Scholarship regarding contemporary music notation often negatively refers to the process that occurs between musical notation and its sonic realisation as an inexplicable ‘gap’. Mieko Kanno believes that this gap highlights the ‘inadequacy of notation’ (234) in being unable to describe sound accurately. However, I believe that the gap is notation’s greatest strength, because it is where creativity is realised.
the creative gap vs. the Werktreue
The gap is only an inadequacy where scholars still confine themselves to the traditional work-concept, which holds that the Werktreue is impossible to accurately grasp: in that situation, any notation will fall short.1 In 1983, Robert Black evidenced such constraint to Werktreue by stating that any performance of a notated score will inevitably harm ‘the composer’s original aims’ because of notation’s inability to portray sound precisely (128). It is surprising that Kanno in 2007 was still holding the same view following the rebuttal to that work-concept that begun in the 1990s (for example, see scholarship by Goehr;2 Small;3and Leech-Wilkinson)4. Kanno is not alone: in fact, wherever contemporary music notation is discussed in scholarship, it is described in similar terms. See Jeanne Bamberger in 2005 who, stating that music notation in contemporary music ‘provides unambiguous conduit from composer to performer’, still believes that something is ‘lost’ in notation’s translation process (144). Bamberger assumes that notation aims to be unambiguous, which contradicts my findings (referring to Eco, for example). As such, she misunderstands the gap as a negative space where ideas are lost, not gained.

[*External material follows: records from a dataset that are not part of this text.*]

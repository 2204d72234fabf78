//! # Doc Refinery
//!
//! A content-addressed document ingestion cache with a similarity-gated
//! rewrite pipeline.
//!
//! Uploaded documents are keyed by the SHA-256 of their bytes and of the
//! parsing model's identity. A submission whose key already has a live
//! record is answered from the store without parsing; concurrent
//! submissions of the same content converge on a single stored record via
//! the store's uniqueness constraint. Separately, the rewrite engine embeds
//! a list of text items, rewrites those that fall below a similarity
//! threshold against a target, and streams progress followed by a JSON
//! patch.
//!
//! ## Architecture
//!
//! ```text
//! ┌──────────┐   ┌────────────────┐   ┌──────────┐
//! │  upload  │──▶│ IngestionCache │──▶│  SQLite  │
//! │ CLI/HTTP │   │ hash + lookup  │   │ UNIQUE   │
//! └──────────┘   └────────────────┘   └──────────┘
//!
//! ┌──────────┐   ┌────────────────┐   ┌──────────┐
//! │ improve  │──▶│ RewriteEngine  │──▶│   SSE    │
//! │ CLI/HTTP │   │ embed + gate   │   │ frames   │
//! └──────────┘   └───────┬────────┘   └──────────┘
//!                        ▼
//!                ┌────────────────┐
//!                │ ModelProvider  │  openai / ollama / local
//!                └────────────────┘
//! ```
//!
//! ## Quick Start
//!
//! ```bash
//! refinery init                       # create database
//! refinery ingest ./cv.pdf            # parse and store (or reuse)
//! refinery list
//! refinery improve --target "Senior Rust engineer" --items-file bullets.txt
//! refinery serve                      # start HTTP server
//! ```
//!
//! ## Modules
//!
//! | Module | Purpose |
//! |--------|---------|
//! | [`config`] | TOML configuration parsing |
//! | [`logging`] | Tracing subscriber setup |
//! | [`db`] | Database connection |
//! | [`migrate`] | Schema migrations |
//! | [`sqlite_store`] | SQLite artifact store |
//! | [`clock`] | Injectable time source |
//! | [`cache`] | Content-addressed ingestion cache |
//! | [`extract`] | PDF / OOXML / text parsing |
//! | [`providers`] | Model provider backends and selection |
//! | [`rewrite`] | Similarity-gated rewrite engine |
//! | [`sse`] | Event stream wire format |
//! | [`artifacts`] | Artifact CRUD |
//! | [`server`] | HTTP server |
//! | [`commands`] | CLI command implementations |

pub mod artifacts;
pub mod cache;
pub mod clock;
pub mod commands;
pub mod config;
pub mod db;
pub mod extract;
pub mod logging;
pub mod migrate;
pub mod providers;
pub mod rewrite;
pub mod server;
pub mod sqlite_store;
pub mod sse;
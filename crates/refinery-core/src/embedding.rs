//! Vector helpers for embedding comparison and storage.
//!
//! - [`cosine_similarity`]: closeness of two embeddings, used by the
//!   rewrite engine's threshold gate
//! - [`vec_to_blob`] / [`blob_to_vec`]: little-endian `f32` encoding for
//!   the artifact `vector` column

/// Cosine similarity of two vectors.
///
/// Returns `0.0` instead of dividing by zero whenever either vector has
/// zero magnitude, is empty, or the lengths differ. Accumulates in `f64`
/// so long embeddings (4096+ dims) keep their precision.
///
/// ```text
///            a · b
/// cos(θ) = ─────────
///          ‖a‖ × ‖b‖
/// ```
pub fn cosine_similarity(a: &[f32], b: &[f32]) -> f32 {
    if a.is_empty() || a.len() != b.len() {
        return 0.0;
    }

    let (dot, norm_a, norm_b) = a.iter().zip(b).fold(
        (0.0f64, 0.0f64, 0.0f64),
        |(dot, na, nb), (&x, &y)| {
            let (x, y) = (x as f64, y as f64);
            (dot + x * y, na + x * x, nb + y * y)
        },
    );

    if norm_a == 0.0 || norm_b == 0.0 {
        return 0.0;
    }

    (dot / (norm_a.sqrt() * norm_b.sqrt())) as f32
}

/// Encode a vector as `len × 4` little-endian bytes.
///
/// ```rust
/// use refinery_core::embedding::{blob_to_vec, vec_to_blob};
///
/// let v = vec![0.5f32, -1.0];
/// assert_eq!(blob_to_vec(&vec_to_blob(&v)), v);
/// ```
pub fn vec_to_blob(vec: &[f32]) -> Vec<u8> {
    vec.iter().flat_map(|v| v.to_le_bytes()).collect()
}

/// Decode a blob written by [`vec_to_blob`]. Trailing partial words are ignored.
pub fn blob_to_vec(blob: &[u8]) -> Vec<f32> {
    blob.chunks_exact(4)
        .map(|w| f32::from_le_bytes([w[0], w[1], w[2], w[3]]))
        .collect()
}
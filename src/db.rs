//! SQLite connection pool.
//!
//! WAL journal mode lets readers proceed while one writer commits, and a
//! busy timeout makes concurrent uploads queue on the write lock instead
//! of failing with `SQLITE_BUSY`. The unique index on
//! `(content_hash, model_hash)` still decides which writer wins.

use anyhow::Result;
use sqlx::sqlite::{SqliteConnectOptions, SqliteJournalMode, SqlitePool, SqlitePoolOptions};
use std::str::FromStr;
use std::time::Duration;

use crate::config::Config;

/// Open (creating if needed) the configured database.
pub async fn connect(config: &Config) -> Result<SqlitePool> {
    let db_path = &config.db.path;

    if let Some(parent) = db_path.parent() {
        if !parent.as_os_str().is_empty() {
            std::fs::create_dir_all(parent)?;
        }
    }

    let options = SqliteConnectOptions::from_str(&format!("sqlite:{}", db_path.display()))?
        .create_if_missing(true)
        .journal_mode(SqliteJournalMode::Wal)
        .busy_timeout(Duration::from_secs(10));

    let pool = SqlitePoolOptions::new()
        .max_connections(5)
        .connect_with(options)
        .await?;

    tracing::debug!(path = %db_path.display(), "database pool opened");
    Ok(pool)
}
use crate::error::{PluginError, Result};
use crate::event::{HostCommand, HostEvent, Registration};
use futures::{SinkExt, StreamExt};
use tokio::sync::mpsc;
use tokio::task::JoinHandle;
use tokio_tungstenite::tungstenite::Message;
use tokio_util::sync::CancellationToken;
use tracing::{debug, info, warn};

const EVENT_CHANNEL_CAPACITY: usize = 64;

/// Live link to the host application.
pub struct HostConnection {
    /// Decoded inbound events; closes when the host goes away.
    pub events: mpsc::Receiver<HostEvent>,
    /// Outbound commands.
    pub commands: mpsc::UnboundedSender<HostCommand>,
    writer: JoinHandle<()>,
}

impl HostConnection {
    /// Close the command channel and wait until everything queued is written.
    ///
    /// Other clones of `commands` must be dropped first or this waits for
    /// cancellation.
    pub async fn close(self) {
        let Self {
            commands, writer, ..
        } = self;
        drop(commands);
        let _ = writer.await;
    }
}

/// Connect to the host on `127.0.0.1:<port>` and register the plugin.
///
/// # Errors
/// Returns `PluginError::WebSocket` if the host is unreachable, or
/// `PluginError::Registration` if the registration frame cannot be sent.
pub async fn connect(
    port: u16,
    registration: &Registration,
    cancel: &CancellationToken,
) -> Result<HostConnection> {
    let url = format!("ws://127.0.0.1:{port}");
    let (ws, _) = tokio_tungstenite::connect_async(url.as_str()).await?;
    let (mut sink, mut stream) = ws.split();

    let frame = serde_json::to_string(registration)?;
    sink.send(Message::Text(frame.into()))
        .await
        .map_err(|e| PluginError::Registration(e.to_string()))?;
    info!("registered with host at {url} as {}", registration.uuid);

    let (event_tx, event_rx) = mpsc::channel(EVENT_CHANNEL_CAPACITY);
    let (command_tx, mut command_rx) = mpsc::unbounded_channel::<HostCommand>();

    let writer_cancel = cancel.clone();
    let writer = tokio::spawn(async move {
        loop {
            // Queued commands are written before cancellation is honored.
            let command = tokio::select! {
                biased;
                command = command_rx.recv() => match command {
                    Some(c) => c,
                    None => break,
                },
                () = writer_cancel.cancelled() => break,
            };
            let frame = match serde_json::to_string(&command) {
                Ok(f) => f,
                Err(e) => {
                    warn!("cannot encode host command: {e}");
                    continue;
                }
            };
            if let Err(e) = sink.send(Message::Text(frame.into())).await {
                warn!("host send failed: {e}");
                break;
            }
        }
        let _ = sink.close().await;
    });

    let reader_cancel = cancel.clone();
    tokio::spawn(async move {
        loop {
            let msg = tokio::select! {
                () = reader_cancel.cancelled() => break,
                msg = stream.next() => msg,
            };
            let text = match msg {
                Some(Ok(Message::Text(text))) => text,
                Some(Ok(Message::Close(_))) | None => {
                    info!("host closed the connection");
                    break;
                }
                Some(Ok(_)) => continue,
                Some(Err(e)) => {
                    warn!("host connection error: {e}");
                    break;
                }
            };
            match HostEvent::decode(&text) {
                Ok(event) => {
                    if event_tx.send(event).await.is_err() {
                        break;
                    }
                }
                Err(e) => debug!("ignoring undecodable host message: {e}"),
            }
        }
    });

    Ok(HostConnection {
        events: event_rx,
        commands: command_tx,
        writer,
    })
}

/// Rewrite the host's single-dash long flags (`-port 1234`) to `--port 1234`.
///
/// Single-letter flags and values are left alone.
pub fn normalize_args<I>(args: I) -> Vec<String>
where
    I: IntoIterator<Item = String>,
{
    let mut expect_value = false;
    args.into_iter()
        .enumerate()
        .map(|(i, arg)| {
            let is_long_single_dash = i > 0
                && !expect_value
                && arg.len() > 2
                && arg.starts_with('-')
                && !arg.starts_with("--")
                && arg[1..].chars().all(|c| c.is_ascii_alphabetic());
            expect_value = is_long_single_dash;
            if is_long_single_dash {
                format!("-{arg}")
            } else {
                arg
            }
        })
        .collect()
}
use super::{FadeOutcome, FadeTarget, Step, StepReport};
use crate::error::{PluginError, Result};
use crate::event::Settings;
use crate::obs::{SceneItem, SceneRemote};
use std::future::Future;
use std::time::Duration;
use tracing::{debug, info, warn};

/// Time the overlay is shown before the scene switch.
pub const PRE_ROLL: Duration = Duration::from_millis(1000);

/// Time allowed for the scene transition before the overlay is hidden.
///
/// OBS answers `SetCurrentProgramScene` before the transition has finished and
/// no event subscription is held, so this stays a fixed wait.
pub const SETTLE: Duration = Duration::from_millis(1500);

/// Fade the configured item across a switch to the configured scene.
///
/// The lookups run first and any failure there aborts before anything is
/// changed in OBS. After that, each step's failure is recorded in the outcome
/// and the remaining steps still run.
///
/// # Errors
/// Returns `MissingSetting` for incomplete settings, `ItemNotFound` when the
/// item cannot be resolved in either scene, or the remote error of a lookup.
pub async fn execute(remote: &dyn SceneRemote, settings: &Settings) -> Result<FadeOutcome> {
    let target = FadeTarget::from_settings(settings)?;

    let original_scene = remote.current_scene().await?;

    let target_items = remote.scene_items(&target.scene).await?;
    let name = find_item(&target_items, &target.scene, &target.source, |item| {
        item.id == target.source
    })?
    .name
    .clone();

    let current_items = remote.scene_items(&original_scene).await?;
    let original_item = find_item(&current_items, &original_scene, &name, |item| {
        item.name == name
    })?
    .id
    .clone();

    info!(
        "fading '{name}' from '{original_scene}' (item {original_item}) to '{}' (item {})",
        target.scene, target.source
    );

    let mut steps = Vec::with_capacity(5);

    steps.push(
        run(
            Step::ShowInCurrent,
            remote.set_item_enabled(&original_scene, &original_item, true),
        )
        .await,
    );
    steps.push(
        run(
            Step::ShowInTarget,
            remote.set_item_enabled(&target.scene, &target.source, true),
        )
        .await,
    );

    tokio::time::sleep(PRE_ROLL).await;

    steps.push(run(Step::SwitchScene, remote.set_current_scene(&target.scene)).await);

    tokio::time::sleep(SETTLE).await;

    steps.push(
        run(
            Step::HideInOriginal,
            remote.set_item_enabled(&original_scene, &original_item, false),
        )
        .await,
    );
    steps.push(
        run(
            Step::HideInTarget,
            remote.set_item_enabled(&target.scene, &target.source, false),
        )
        .await,
    );

    Ok(FadeOutcome {
        target,
        original_scene,
        original_item,
        steps,
    })
}

/// Linear scan; items are re-resolved on every press.
fn find_item<'a>(
    items: &'a [SceneItem],
    scene: &str,
    wanted: &str,
    matches: impl Fn(&SceneItem) -> bool,
) -> Result<&'a SceneItem> {
    items
        .iter()
        .find(|item| matches(*item))
        .ok_or_else(|| PluginError::ItemNotFound {
            scene: scene.to_string(),
            item: wanted.to_string(),
        })
}

async fn run(step: Step, call: impl Future<Output = Result<()>>) -> StepReport {
    let result = call.await;
    match &result {
        Ok(()) => debug!("{step}: ok"),
        Err(e) => warn!("{step} failed, continuing: {e}"),
    }
    StepReport { step, result }
}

Even more recently, Roger Heaton in 2012 asks: ‘Is there an interpretive gap in [contemporary music] between fidelity to the text and the composer’s intentions?’ (100). In relation to contemporary performance practice, he asks whether notation ‘provide[s] sufficient information for a satisfactory rendition’; and whether notation leads to ‘appropriate expression’. This holds the view that the composer is the Creator of the Work, where the Work is the notated text; and the performer is a puppet, whose only job is to sound the Work into being (also see Black 121). I agree with Goehr, Small, and Leech-Wilkinson (for example), that the traditional work-concept does not accurately describe musical processes. Instead, I work alongside the theories of Clarke & Doffman and Cook (for example), witnessing music as a distributed creative process.
notational openness
It can be argued that this gap between notational intent and notation outcome is a result of notation’s openness. An artwork’s ‘openness’ relates to its interpretational ambiguity, which is governed by the artistic conventions of contemporary culture (Eco). Eco states that art is more ambiguous the less it defers to traditional conventions; that such conventions limit ambiguity by narrowing the field of ‘acceptable’ interpretation. Eco argues that interpretation can be vast, varied, and indeed ambiguous in the modern open work, because traditional regulations do not apply. David Robey summarises: ‘traditional art confirms conventional views of the word, whereas the modern open work implicitly denies them’ (in Eco xi). As Andrea Valle argues in Contemporary Music Notation, notation (‘sign production’) happens after the fact and so is already a ‘non-identity’ (5); notation is always ‘synthetic’ (6-7). Along these lines, every notation brings about numerous interpretative possibilities (8) because notation is concise by definition (6). Literature widely agrees that all notation is essentially partial, incomplete, and selective (for example, see Bamberger 134-4).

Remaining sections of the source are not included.